Pedro Rodrigues e João Faria são unânimes: proibir não deve ser o caminho. Até porque os jogos têm potencialidades. Na sala onde decorre a experiência há conflitos. Mas também há meninos que quase não comunicam e que a jogar vão falando e rindo com os parceiros. “Se eu retirar não vou dar a possibilidade das crianças aprenderem a auto-regularem-se. A tecnologia deve ser um elemento de ajuda nos ganhos de competência. Isso implica que pais e educadores estejam mais presentes”, defende Pedro Rodrigues. O psicólogo lembra que a adição aos videojogos atua no cérebro da mesma forma que “as drogas como a cocaína ou heroína”, pelo que é “essencial” atuar no comportamento em vez de só restringir.
Dicas que Susana Simões, outra das mães presentes na sessão, recebe como úteis, mas com dúvidas. “Os jogos violentos trazem algum benefício?”, questiona. Pedro Rodrigues defende que os pais devem ficar atentos às idades recomendadas. “Mas mesmo que eu tente evitar há os colegas da escola que vêem programas e jogam jogos violentos”, contrapõe Susana Simões. A receita está em conversar com os filhos sobre o mundo irreal dos jogos. Sobre a violência em concreto, reconhece que pode parecer estranho, mas sublinha que “pode servir como momento de libertação de energias sobretudo nos jovens com algumas perturbações e com dificuldade em aderir a atividades físicas”. Nas perturbações do desenvolvimento há quase sempre um défice na produção de dopamina, uma substância associada ao prazer e às recompensas que muitas vezes estes jovens não conseguem no mundo real.

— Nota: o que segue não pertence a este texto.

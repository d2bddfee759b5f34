use axum::{
    http::StatusCode,
    response::{IntoResponse, Response},
    Json,
};
use serde_json::json;

/// Failures raised by an entity store implementation
#[derive(thiserror::Error, Debug)]
pub enum StoreError {
    #[error("Database error: {0}")]
    Database(#[from] sqlx::Error),

    #[error("Malformed record: {0}")]
    Malformed(String),

    #[error("Record still referenced: {0}")]
    StillReferenced(String),
}

/// Application-level errors
#[derive(thiserror::Error, Debug)]
pub enum AppError {
    #[error("Not found: {0}")]
    NotFound(String),

    #[error("Store error during {operation}: {source}")]
    Store {
        operation: &'static str,
        #[source]
        source: StoreError,
    },

    #[error("Invalid input: {0}")]
    Validation(String),
}

impl IntoResponse for AppError {
    fn into_response(self) -> Response {
        let (status, message) = match self {
            AppError::NotFound(msg) => (StatusCode::NOT_FOUND, msg),
            AppError::Validation(msg) => (StatusCode::BAD_REQUEST, msg),
            AppError::Store { .. } => {
                tracing::error!(error = %self, "Request failed");
                (StatusCode::INTERNAL_SERVER_ERROR, self.to_string())
            }
        };

        let body = Json(json!({
            "error": message
        }));

        (status, body).into_response()
    }
}

pub type AppResult<T> = Result<T, AppError>;

/// Tags a store failure with the operation that was running when it surfaced
pub trait StoreResultExt<T> {
    fn during(self, operation: &'static str) -> AppResult<T>;
}

impl<T> StoreResultExt<T> for Result<T, StoreError> {
    fn during(self, operation: &'static str) -> AppResult<T> {
        self.map_err(|source| AppError::Store { operation, source })
    }
}

#[cfg(test)]
mod tests {
    use super::*;

    #[test]
    fn test_during_annotates_operation() {
        let result: Result<(), StoreError> = Err(StoreError::Malformed("bad score".to_string()));
        let err = result.during("overview").unwrap_err();

        match &err {
            AppError::Store { operation, source } => {
                assert_eq!(*operation, "overview");
                assert!(matches!(source, StoreError::Malformed(_)));
            }
            other => panic!("unexpected error: {other:?}"),
        }
        assert_eq!(
            err.to_string(),
            "Store error during overview: Malformed record: bad score"
        );
    }

    #[test]
    fn test_status_codes() {
        let not_found = AppError::NotFound("book".to_string()).into_response();
        assert_eq!(not_found.status(), StatusCode::NOT_FOUND);

        let invalid = AppError::Validation("score".to_string()).into_response();
        assert_eq!(invalid.status(), StatusCode::BAD_REQUEST);

        let store = AppError::Store {
            operation: "recommend",
            source: StoreError::Malformed("x".to_string()),
        }
        .into_response();
        assert_eq!(store.status(), StatusCode::INTERNAL_SERVER_ERROR);
    }
}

O terapeuta lembra que a postura inicial dos pais neste dia de experiência foi ficar fora da sala das consolas, recomendando que tentem participar nas atividades — até para perceberem como funcionam os jogos. João Faria corrobora que é importante os pais envolverem-se, considerando que pode ser perigoso “tirar o chão” a estas crianças — ou seja, fazer um corte radical. Até porque, este comportamento de dependência, diz, é muitas vezes o espelho de outros assuntos mal resolvidos, nomeadamente a incapacidade que muitos jovens têm em serem aceites socialmente e em terem os resultados esperados a nível escolar. “Os pais estão ávidos de ter estratégias, mas tem de ser feito um trabalho prévio, têm de ter tempo para serem pais.”